An official adaptation of the 1981 PLATO game Mah Jongg (from the game's designer Brodie Lockard), Shanghai is one of the earliest games in the genre (leading the genre itself to sometimes be called "Shanghai"). It is notable for utilizing the Macintosh's mouse control and monochrome display effectively.
Players are given a formation of 144 mahjong tiles stacked in a particular five-level formation (which is later known as either "Turtle" or "Shanghai") and are tasked with removing pairs of matched, unrestricted tiles to clear the board.
The game includes three game modes: Solitaire (a single-player mode with no scoring), Tournament (where multiple players take turn playing a full run of the same pattern, forming a leaderboard based on their remaining tiles), and Challenge (where two players take turns finding matching pairs).
It was later ported to numerous console, computer, and handheld systems of the late 1980's, and later received a direct sequel in 1989 known as Shanghai II: Dragon's Eye. It also received numerous arcade ports, usually released by SUNSOFT.
A single-player mode with no scoring, Solitaire Mode allows players to pick from numerous pre-made patterns or generate a random pattern (which may be unwinnable).
This mode allows three special aids to help the player: undoing moves, showing all available moves, and displaying tiles hidden underneath other ones.

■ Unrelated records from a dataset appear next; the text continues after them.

//! Raw record to canonical record mapping.

use bom_model::{CanonicalRecord, CanonicalSchema, RawRecord};
use tracing::debug;

use crate::canonical::HeaderCanonicalizer;

/// Applies the header canonicalizer to every field of a raw record.
#[derive(Debug, Clone)]
pub struct RowMapper<'a> {
    canonicalizer: HeaderCanonicalizer<'a>,
}

impl<'a> RowMapper<'a> {
    pub fn new(schema: &'a CanonicalSchema) -> Self {
        Self {
            canonicalizer: HeaderCanonicalizer::new(schema),
        }
    }

    pub fn canonicalizer(&self) -> &HeaderCanonicalizer<'a> {
        &self.canonicalizer
    }

    /// Maps one raw record.
    ///
    /// When two raw headers of the same record resolve to one canonical
    /// field, the later header's value replaces the earlier one.
    pub fn map_row(&self, raw: RawRecord) -> CanonicalRecord {
        let mut mapped = CanonicalRecord::with_capacity(raw.len());
        for (header, value) in raw {
            let field = self.canonicalizer.canonicalize(&header);
            if mapped.insert(field.as_str(), value).is_some() {
                debug!(header = %header, field = %field, "header collision, later column kept");
            }
        }
        mapped
    }

    pub fn map_rows<I>(&self, rows: I) -> Vec<CanonicalRecord>
    where
        I: IntoIterator<Item = RawRecord>,
    {
        rows.into_iter().map(|raw| self.map_row(raw)).collect()
    }
}

#[cfg(test)]
mod tests {
    use bom_model::CellValue;

    use super::*;

    #[test]
    fn maps_known_and_passthrough_headers() {
        let schema = CanonicalSchema::default();
        let mapper = RowMapper::new(&schema);
        let raw: RawRecord = [
            ("Mfr Part #", "LM358N"),
            ("Mfr", "TI"),
            ("RoHS", "Yes"),
        ]
        .into_iter()
        .collect();

        let mapped = mapper.map_row(raw);
        assert_eq!(
            mapped.names().collect::<Vec<_>>(),
            vec!["MPN", "Manufacturer", "RoHS"]
        );
        assert_eq!(mapped.get("MPN"), Some(&CellValue::text("LM358N")));
        assert_eq!(mapped.get("RoHS"), Some(&CellValue::text("Yes")));
    }

    #[test]
    fn later_header_wins_on_collision() {
        let schema = CanonicalSchema::default();
        let mapper = RowMapper::new(&schema);
        let raw: RawRecord = [("Price", "1.00"), ("Unit Price", "0.90")]
            .into_iter()
            .collect();

        let mapped = mapper.map_row(raw);
        assert_eq!(mapped.len(), 1);
        assert_eq!(mapped.get("Unit Price"), Some(&CellValue::text("0.90")));
    }

    #[test]
    fn later_blank_header_still_wins_on_collision() {
        let schema = CanonicalSchema::default();
        let mapper = RowMapper::new(&schema);
        let raw: RawRecord = [
            ("Price", CellValue::text("1.00")),
            ("Unit Price", CellValue::Empty),
        ]
        .into_iter()
        .collect();

        let mapped = mapper.map_row(raw);
        assert_eq!(mapped.get("Unit Price"), Some(&CellValue::Empty));
    }

    #[test]
    fn empty_record_maps_to_empty_record() {
        let schema = CanonicalSchema::default();
        let mapper = RowMapper::new(&schema);
        assert!(mapper.map_row(RawRecord::new()).is_empty());
    }

    #[test]
    fn values_are_not_coerced() {
        let schema = CanonicalSchema::default();
        let mapper = RowMapper::new(&schema);
        let raw: RawRecord = [("Qty", CellValue::Number(10.0)), ("Price", CellValue::text("010"))]
            .into_iter()
            .collect();

        let mapped = mapper.map_row(raw);
        assert_eq!(mapped.get("Required Qty"), Some(&CellValue::Number(10.0)));
        assert_eq!(mapped.get("Unit Price"), Some(&CellValue::text("010")));
    }
}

Intended to be played by multiple players asynchronously, Tournament Mode allows players to play through the same random pattern over and over again, attempting to get higher on the leaderboard (which is determined solely by the amount of tiles remaining, in ascending order).
Additionally, players can enable a time limit in this mode that ends their playthrough once depleted (set at either 5, 10, or 20 minutes).
A two-player multiplayer mode, Challenge Mode has both players taking turns finding matching pairs, with a timer for each turn (5, 10, 20, 30, or 60 seconds) that ends the player's turn prematurely when depleted.
When the board is cleared, when no move moves can be made, or when both players pass their turn four times, the game ends and both players are scored based on how many pairs they remove.
The game received numerous official home ports from 1986 to 1990. Rather than mouse controls, most ports use a "digital mouse" where the pointer is controlled using the joystick, arrow keys, or directional pad.
Some ports retain all the features of the original, while others are restricted to the game's Solitaire mode.
- 1986 - Apple II, MS-DOS PC (ported by Programming Services, Inc.), Amiga, Atari ST, Commodore 64, and Apple II.
- 1987 - PC Engine (ported by Hudson Soft, Japanese-exclusive), Famicom (ported by SUNSOFT, Japanese-exclusive), Apple IIgs (ported by Manley & Associates), and TRS-80 Color Computer. Additionally, SystemSoft made Japanese-exclusive ports for the Sharp X68000, Sharp X1, NEC PC-9800, and NEC PC-8800.
- 1988 - Sega Master System (ported by Sega, NA/EU exclusive), Atari 8-bit, MSX (ported by SystemSoft, Japanese-exclusive).
The game received an official arcade port in 1988, developed by Success and released by SUNSOFT. It uses a joystick to move the cursor (however, it now snaps onto tiles, making it easier to navigate) and features both a dedicated turn timer (which ends the game after the player fails to make a pair within a certain time), a hint system (where players have limited amount of hints, shown as "riichi tokens"), and a daily leaderboard (based on how many tiles were matched).
This version later received multiple sequels, with Success themselves developing the 1989 Shanghai II, the 1993 Shanghai III and the 1994 Shanghai: Triple-Threat. Other arcade versions include the 1991 Super Shanghai: Dragon's Eye, the 1998 Shanghai: Matekibuyuu, the 2000 Shanghai: Shouryuu Sairin, the 2002 Shanghai: Sangoku Pai Tougi, and the 2005 Super Shanghai 2005.